Developing the new offerings was just the first step. Now, the Lee brothers must get the new instruments into customers’ hands.

To help do that, they recently put together a launch party.

The hope?

Those who stop in to check out the new offerings will be so captivated by their sound, they won’t hesitate to go online, pluck down $90 and preorder a Bohemian ukulele for themselves. 

Bohemian hopes to raise $37,000 to cover the new products’ manufacturing costs. To manage that process, the Lee brothers chose the crowdfunding website Indiegogo.

When it comes to raising cash through a crowdfunding campaign, Adam and Shaun are masters.

Just a few years ago, a similar Kickstarter crusade netted them enough cash to move out of their dad’s basement. 

Despite that initial success and their familiarity with online crowdfunding, the Lee brothers took a chance two years ago on a similar — but unproven — concept.

Bohemian became the poster child for a process dubbed equity-based crowdfunding.
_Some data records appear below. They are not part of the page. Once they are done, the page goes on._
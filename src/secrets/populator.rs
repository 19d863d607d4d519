//! One-shot population of every configured secret.

use super::error::{LifecycleError, Result};
use super::session::SharedSessionManager;
use super::snapshot::{Snapshot, SnapshotStore};
use super::sources::SourceRegistry;
use crate::config::{OutputFormat, SecretDefinition};
use crate::infra::clock::SharedClock;
use crate::output::{self, formatter};
use std::collections::{BTreeMap, BTreeSet};
use std::path::Path;
use tracing::info;

pub struct Populator {
    sessions: SharedSessionManager,
    sources: SourceRegistry,
    store: SnapshotStore,
    clock: SharedClock,
}

impl Populator {
    pub fn new(
        sessions: SharedSessionManager,
        sources: SourceRegistry,
        store: SnapshotStore,
        clock: SharedClock,
    ) -> Self {
        Self {
            sessions,
            sources,
            store,
            clock,
        }
    }

    /// Fetch and write every definition in order, then persist the snapshot.
    ///
    /// Any failure aborts the pass before the snapshot is written.
    pub async fn populate(&self, definitions: &[SecretDefinition]) -> Result<Snapshot> {
        info!("Starting secret population");
        self.store.clear()?;
        remove_previous_dotenv_blocks(definitions)?;

        let session = self.sessions.lock().await.acquire(None).await?;
        let mut snapshot = Snapshot::new(self.clock.now_unix());

        for definition in definitions {
            info!("Populating secret {}", definition.name);
            let origin = definition.origin();
            let source = self.sources.get(origin).ok_or_else(|| {
                LifecycleError::fetch(&definition.name, format!("no source registered for origin '{origin}'"))
            })?;

            let fetched = source.fetch(definition, &session).await?;
            if let Some(lease) = fetched.lease {
                snapshot.secrets.push(lease);
            }

            output::write_secret(fetched.data, definition)
                .map_err(|e| LifecycleError::from_output(&definition.name, e))?;
        }

        snapshot.set_session(session.token.clone(), session.lease_duration);
        self.store.save(&snapshot)?;

        info!(
            "Finished secret population: {} secret(s), {} renewable lease(s)",
            definitions.len(),
            snapshot.renewable_count()
        );
        Ok(snapshot)
    }
}

/// Strip the blocks a previous pass appended to each dotenv destination.
///
/// Blocks are appended during a pass so several definitions can share a
/// file. Removing only the blocks named after configured secrets keeps the
/// rest of the file intact and makes a re-run produce the same content.
fn remove_previous_dotenv_blocks(definitions: &[SecretDefinition]) -> Result<()> {
    let mut by_destination: BTreeMap<&str, BTreeSet<&str>> = BTreeMap::new();
    for definition in definitions
        .iter()
        .filter(|d| d.output_format() == Some(OutputFormat::Dotenv))
    {
        by_destination
            .entry(definition.destination.as_str())
            .or_default()
            .insert(definition.name.as_str());
    }

    for (destination, names) in by_destination {
        if formatter::remove_dotenv_blocks(Path::new(destination), &names)
            .map_err(|e| LifecycleError::from_output(destination, e))?
        {
            info!("Removed previous secret blocks from {}", destination);
        }
    }
    Ok(())
}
Instead of customers fronting money in exchange for an item — the model for a standard crowdfunding campaign –equity-based crowdfunding instead makes it possible for supporters to become investors, putting up cash in exchange for equity in the business

While that might not sound revolutionary, the federal government long made it nearly impossible. Trading cash for equity was reserved only for the ultra-rich, a move that came in response to the 1929 stock market crash that ushered in the Great Depression.
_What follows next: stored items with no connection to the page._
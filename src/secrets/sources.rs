//! Origin-specific secret fetching.
//!
//! Each origin has one `SecretSource` implementation. Adding an origin means
//! adding a variant to `SecretOrigin` and a source here.

use super::error::{LifecycleError, Result};
use super::session::Session;
use crate::backend::{LeaseRecord, SecretBackend};
use crate::config::{SecretDefinition, SecretOrigin};
use crate::output::SecretData;
use async_trait::async_trait;
use serde_json::Value;
use std::path::Path;
use std::sync::Arc;
use tracing::debug;

/// What one source produced for one definition.
#[derive(Debug, Clone, Default, PartialEq)]
pub struct FetchedSecret {
    pub data: SecretData,
    /// Renewal handle to persist; only backend-managed secrets have one.
    pub lease: Option<LeaseRecord>,
}

#[async_trait]
pub trait SecretSource: Send + Sync {
    fn origin(&self) -> SecretOrigin;

    async fn fetch(&self, definition: &SecretDefinition, session: &Session) -> Result<FetchedSecret>;
}

// ============================================================================
// Vault
// ============================================================================

pub struct VaultSource {
    backend: Arc<dyn SecretBackend>,
}

impl VaultSource {
    pub fn new(backend: Arc<dyn SecretBackend>) -> Self {
        Self { backend }
    }
}

#[async_trait]
impl SecretSource for VaultSource {
    fn origin(&self) -> SecretOrigin {
        SecretOrigin::Vault
    }

    async fn fetch(&self, definition: &SecretDefinition, session: &Session) -> Result<FetchedSecret> {
        let response = self
            .backend
            .read_secret(&session.token, &definition.source)
            .await
            .map_err(|e| {
                LifecycleError::fetch(
                    &definition.name,
                    format!("failed to load {} from Vault: {e}", definition.source),
                )
            })?;

        let payload = response.data.unwrap_or_default();
        let data = select_base_key(payload, definition)?
            .into_iter()
            .map(|(key, value)| (key, stringify(value)))
            .collect();

        debug!(
            "Fetched {} (lease {}, renewable: {})",
            definition.source, response.lease.lease_id, response.lease.renewable
        );

        Ok(FetchedSecret {
            data,
            lease: Some(response.lease),
        })
    }
}

/// Descend exactly one level into the payload when a base key is set.
fn select_base_key(
    payload: serde_json::Map<String, Value>,
    definition: &SecretDefinition,
) -> Result<serde_json::Map<String, Value>> {
    let Some(key) = definition.base_key() else {
        return Ok(payload);
    };

    match payload.get(key) {
        Some(Value::Object(inner)) => Ok(inner.clone()),
        Some(_) => Err(LifecycleError::fetch(
            &definition.name,
            format!("value under base key '{key}' is not a mapping"),
        )),
        None => Err(LifecycleError::fetch(
            &definition.name,
            format!("base key '{key}' not found in secret data"),
        )),
    }
}

/// String form of a payload value. Strings are taken verbatim, everything
/// else is rendered as JSON.
fn stringify(value: Value) -> String {
    match value {
        Value::String(s) => s,
        Value::Null => String::new(),
        other => other.to_string(),
    }
}

// ============================================================================
// File
// ============================================================================

#[derive(Debug, Default)]
pub struct FileSource;

#[async_trait]
impl SecretSource for FileSource {
    fn origin(&self) -> SecretOrigin {
        SecretOrigin::File
    }

    async fn fetch(&self, definition: &SecretDefinition, _session: &Session) -> Result<FetchedSecret> {
        let path = Path::new(&definition.source);
        let bytes = tokio::fs::read(path).await.map_err(|e| {
            LifecycleError::fetch(
                &definition.name,
                format!("failed to read source file {}: {e}", path.display()),
            )
        })?;

        let key = path
            .file_name()
            .map(|name| name.to_string_lossy().into_owned())
            .ok_or_else(|| {
                LifecycleError::fetch(&definition.name, format!("source {} has no file name", path.display()))
            })?;

        let mut data = SecretData::new();
        data.insert(key, String::from_utf8_lossy(&bytes).into_owned());

        Ok(FetchedSecret { data, lease: None })
    }
}

// ============================================================================
// Token only
// ============================================================================

/// Produces no data; the definition only exists to require a session.
#[derive(Debug, Default)]
pub struct TokenSource;

#[async_trait]
impl SecretSource for TokenSource {
    fn origin(&self) -> SecretOrigin {
        SecretOrigin::Token
    }

    async fn fetch(&self, _definition: &SecretDefinition, _session: &Session) -> Result<FetchedSecret> {
        Ok(FetchedSecret::default())
    }
}

// ============================================================================
// Registry
// ============================================================================

/// Looks up the source for a definition's origin.
pub struct SourceRegistry {
    sources: Vec<Box<dyn SecretSource>>,
}

impl SourceRegistry {
    pub fn new(sources: Vec<Box<dyn SecretSource>>) -> Self {
        Self { sources }
    }

    /// Vault, file and token sources backed by `backend`.
    pub fn with_defaults(backend: Arc<dyn SecretBackend>) -> Self {
        Self::new(vec![
            Box::new(VaultSource::new(backend)),
            Box::new(FileSource),
            Box::new(TokenSource),
        ])
    }

    pub fn get(&self, origin: SecretOrigin) -> Option<&dyn SecretSource> {
        self.sources
            .iter()
            .find(|s| s.origin() == origin)
            .map(|s| s.as_ref())
    }
}

#[cfg(test)]
mod tests {
    use super::*;
    use serde_json::json;
    use tempfile::TempDir;

    fn session() -> Session {
        Session {
            token: "s.test".into(),
            lease_duration: 0,
            expires_at: None,
        }
    }

    fn map(value: Value) -> serde_json::Map<String, Value> {
        value.as_object().unwrap().clone()
    }

    #[test]
    fn base_key_descends_one_level() {
        let def = SecretDefinition {
            name: "kv".into(),
            secret_base_key: Some("data".into()),
            ..Default::default()
        };
        let payload = map(json!({"data": {"user": "u"}, "metadata": {"version": 3}}));
        let selected = select_base_key(payload, &def).unwrap();
        assert_eq!(selected.get("user"), Some(&json!("u")));
        assert!(selected.get("metadata").is_none());
    }

    #[test]
    fn base_key_missing_or_scalar_fails() {
        let def = SecretDefinition {
            name: "kv".into(),
            secret_base_key: Some("data".into()),
            ..Default::default()
        };
        let err = select_base_key(map(json!({"other": {}})), &def).unwrap_err();
        assert!(err.to_string().contains("not found"));

        let err = select_base_key(map(json!({"data": "flat"})), &def).unwrap_err();
        assert!(err.to_string().contains("not a mapping"));
    }

    #[test]
    fn stringify_values() {
        assert_eq!(stringify(json!("text")), "text");
        assert_eq!(stringify(json!(42)), "42");
        assert_eq!(stringify(json!(true)), "true");
        assert_eq!(stringify(json!({"a": 1})), r#"{"a":1}"#);
        assert_eq!(stringify(Value::Null), "");
    }

    #[tokio::test]
    async fn file_source_keys_by_base_name() {
        let dir = TempDir::new().unwrap();
        let path = dir.path().join("ca.crt");
        std::fs::write(&path, "CERTDATA").unwrap();
        let def = SecretDefinition {
            name: "ca".into(),
            source: path.display().to_string(),
            ..Default::default()
        };

        let fetched = FileSource.fetch(&def, &session()).await.unwrap();
        assert_eq!(fetched.data.len(), 1);
        assert_eq!(fetched.data["ca.crt"], "CERTDATA");
        assert!(fetched.lease.is_none());
    }

    #[tokio::test]
    async fn file_source_missing_file_fails() {
        let def = SecretDefinition {
            name: "ca".into(),
            source: "/nonexistent/ca.crt".into(),
            ..Default::default()
        };
        let err = FileSource.fetch(&def, &session()).await.unwrap_err();
        assert!(matches!(err, LifecycleError::Fetch { .. }));
    }

    #[tokio::test]
    async fn token_source_is_empty() {
        let fetched = TokenSource
            .fetch(&SecretDefinition::default(), &session())
            .await
            .unwrap();
        assert!(fetched.data.is_empty());
        assert!(fetched.lease.is_none());
    }

    #[test]
    fn registry_finds_each_origin() {
        let registry = SourceRegistry::new(vec![Box::new(FileSource), Box::new(TokenSource)]);
        assert!(registry.get(SecretOrigin::File).is_some());
        assert!(registry.get(SecretOrigin::Token).is_some());
        assert!(registry.get(SecretOrigin::Vault).is_none());
    }
}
Despite the generations-old federal prohibition, states maintain the power to regulate their own commerce, as long as it takes place within their own borders.
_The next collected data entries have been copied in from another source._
//! HashiCorp Vault HTTP client.
//!
//! Only the handful of endpoints the sidecar needs:
//! - `POST /v1/auth/<mount>/login` (Kubernetes auth)
//! - `GET /v1/<path>`
//! - `PUT /v1/sys/leases/renew`
//! - `POST /v1/auth/token/renew-self`
//! - `POST /v1/auth/token/revoke-self`

use super::{BackendError, LeaseRecord, LoginResponse, SecretBackend, SecretResponse};
use async_trait::async_trait;
use reqwest::{Client, Method, RequestBuilder, Response};
use serde::{Deserialize, Serialize};
use std::time::Duration;
use tracing::{debug, info};
use url::Url;

const TOKEN_HEADER: &str = "X-Vault-Token";
const NAMESPACE_HEADER: &str = "X-Vault-Namespace";

/// Per-request timeout.
const REQUEST_TIMEOUT_SECS: u64 = 30;

pub struct VaultClient {
    base_url: Url,
    namespace: Option<String>,
    auth_method_path: String,
    client: Client,
}

// ============================================================================
// Vault API Types
// ============================================================================

#[derive(Debug, Serialize)]
struct KubernetesLoginRequest<'a> {
    role: &'a str,
    jwt: &'a str,
}

#[derive(Debug, Serialize)]
struct LeaseRenewRequest<'a> {
    lease_id: &'a str,
    increment: u64,
}

#[derive(Debug, Deserialize)]
struct AuthEnvelope {
    auth: Option<AuthBlock>,
}

#[derive(Debug, Deserialize)]
struct AuthBlock {
    #[serde(default)]
    client_token: String,
    #[serde(default)]
    lease_duration: u64,
}

#[derive(Debug, Deserialize, Default)]
struct ErrorEnvelope {
    #[serde(default)]
    errors: Vec<String>,
}

impl VaultClient {
    pub fn new(
        vault_url: &str,
        namespace: Option<String>,
        auth_method_path: impl Into<String>,
    ) -> Result<Self, BackendError> {
        // `Url::join` replaces the last segment unless the base ends in '/'.
        let mut base = vault_url.trim_end_matches('/').to_string();
        base.push('/');

        let client = Client::builder()
            .timeout(Duration::from_secs(REQUEST_TIMEOUT_SECS))
            .build()
            .map_err(|source| BackendError::Transport {
                url: base.clone(),
                source,
            })?;

        Ok(Self {
            base_url: Url::parse(&base)?,
            namespace: namespace.filter(|ns| !ns.is_empty()),
            auth_method_path: auth_method_path.into(),
            client,
        })
    }

    /// Build a client from the application config.
    pub fn from_config(config: &crate::config::Config) -> Result<Self, BackendError> {
        Self::new(
            &config.vault_url,
            Some(config.namespace.clone()),
            config.vault_auth_method_path.clone(),
        )
    }

    fn endpoint(&self, path: &str) -> Result<Url, BackendError> {
        Ok(self.base_url.join(&format!("v1/{}", clean_path(path)))?)
    }

    fn request(&self, method: Method, url: Url, token: Option<&str>) -> RequestBuilder {
        let mut req = self.client.request(method, url);
        if let Some(ns) = &self.namespace {
            req = req.header(NAMESPACE_HEADER, ns);
        }
        if let Some(token) = token {
            req = req.header(TOKEN_HEADER, token);
        }
        req
    }

    async fn send(&self, url: &Url, req: RequestBuilder) -> Result<Response, BackendError> {
        let resp = req.send().await.map_err(|source| BackendError::Transport {
            url: url.to_string(),
            source,
        })?;

        let status = resp.status();
        if status.is_success() {
            return Ok(resp);
        }

        let body = resp.text().await.unwrap_or_default();
        let errors = serde_json::from_str::<ErrorEnvelope>(&body)
            .map(|e| e.errors)
            .unwrap_or_default();
        let errors = if errors.is_empty() && !body.trim().is_empty() {
            vec![body.trim().to_string()]
        } else {
            errors
        };

        Err(BackendError::Api {
            url: url.to_string(),
            status: status.as_u16(),
            errors,
        })
    }

    async fn json<T: serde::de::DeserializeOwned>(
        &self,
        url: &Url,
        resp: Response,
    ) -> Result<T, BackendError> {
        resp.json::<T>()
            .await
            .map_err(|e| BackendError::decode(url.as_str(), e.to_string()))
    }
}

#[async_trait]
impl SecretBackend for VaultClient {
    async fn login(&self, role: &str, identity_token: &str) -> Result<LoginResponse, BackendError> {
        let url = self.endpoint(&format!("auth/{}/login", self.auth_method_path))?;
        info!("Logging in to Vault at {}", self.base_url);
        debug!(
            "Vault login using path {} role {} jwt [{} bytes]",
            url.path(),
            role,
            identity_token.len()
        );

        let req = self
            .request(Method::POST, url.clone(), None)
            .json(&KubernetesLoginRequest {
                role,
                jwt: identity_token.trim(),
            });
        let resp = self.send(&url, req).await?;
        let envelope: AuthEnvelope = self.json(&url, resp).await?;

        let auth = envelope
            .auth
            .filter(|a| !a.client_token.is_empty())
            .ok_or_else(|| BackendError::decode(url.as_str(), "login response has no client token"))?;

        debug!("Login token duration: {}", auth.lease_duration);
        info!("Login successful");

        Ok(LoginResponse {
            client_token: auth.client_token,
            lease_duration: auth.lease_duration,
        })
    }

    async fn read_secret(&self, token: &str, path: &str) -> Result<SecretResponse, BackendError> {
        let url = self.endpoint(path)?;
        debug!("Reading secret {}", url.path());
        let resp = self.send(&url, self.request(Method::GET, url.clone(), Some(token))).await?;
        self.json(&url, resp).await
    }

    async fn renew_lease(
        &self,
        token: &str,
        lease_id: &str,
        increment: u64,
    ) -> Result<LeaseRecord, BackendError> {
        let url = self.endpoint("sys/leases/renew")?;
        debug!("Renewing lease {}", lease_id);
        let req = self
            .request(Method::PUT, url.clone(), Some(token))
            .json(&LeaseRenewRequest { lease_id, increment });
        let resp = self.send(&url, req).await?;
        self.json(&url, resp).await
    }

    async fn renew_session(&self, token: &str) -> Result<u64, BackendError> {
        let url = self.endpoint("auth/token/renew-self")?;
        debug!("Renewing token lease");
        let resp = self.send(&url, self.request(Method::POST, url.clone(), Some(token))).await?;
        let envelope: AuthEnvelope = self.json(&url, resp).await?;
        envelope
            .auth
            .map(|a| a.lease_duration)
            .ok_or_else(|| BackendError::decode(url.as_str(), "renew-self response has no auth block"))
    }

    async fn revoke_session(&self, token: &str) -> Result<(), BackendError> {
        let url = self.endpoint("auth/token/revoke-self")?;
        debug!("Revoking token lease");
        self.send(&url, self.request(Method::POST, url.clone(), Some(token)))
            .await?;
        Ok(())
    }
}

/// Collapse empty segments so `/kubernetes//` and `kubernetes` map to the
/// same endpoint.
fn clean_path(path: &str) -> String {
    path.split('/')
        .filter(|s| !s.is_empty() && *s != ".")
        .collect::<Vec<_>>()
        .join("/")
}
A Georgia law passed with little fanfare in 2011 opened the door here for equity-based crowdfunding.

Two years ago, Atlanta attorney Jeff Bekiares used that legal loophole as the basis to launch SparkMarket. Bekiares said it is the first company in Georgia to guide an equity-based crowdfunding campaign. Bohemian Guitars was SparkMarket’s first client.  

“There was a lot of energy and a lot of buzz that got generated from that campaign,” said Bekiares, which ultimately helped Bohemian raise about $200,000.

But getting to that goal wasn’t easy.  

“It’s a major educational effort,” Bekiares said. He said SparkMarket folks spent a lot of time explaining the concept to both skeptical business owners and hesitant potential investors. 

Bekiares feels that lack of understanding and uncertainty is why Georgia has only seen about 50 or 60 equity-based crowdfunding attempts in the past few years.

And the number of those that succeeded?  He said about 10 percent to 20 percent. In other words, you can count them on one hand, maybe two.

Despite an admittedly slow uptake, Bekiares remains equity-based crowdfunding’s biggest cheerleader. Just give it a few more years, he said.

“When we were here two years ago, there were only two states in the Union where you could do this,” he said. Kansas was the first state to make the concept possible; Georgia was second.

But today, Bekiares said, 23 states are onboard. He believes California will soon join that list — a move he calls a “game changer.”

So given the concept’s growing support and a successful six-figure grab in 2013, it seems a no-brainer that Bohemian founders Adam and Shaun Lee would come back to SparkMarket for the company’s latest capital-raising needs. 

But they chose not to. 

Shaun Lee said looking back, SparkMarket and the equity-based crowdfunding route was a good decision at the time. It got Bohemian unprecedented attention.

“But was it the best way to raise money? Maybe not,” Lee said.

Instead, Bohemian is returning to its roots, using a traditional online crowdfunding site to raise money one supporter — and one ukulele — at a time.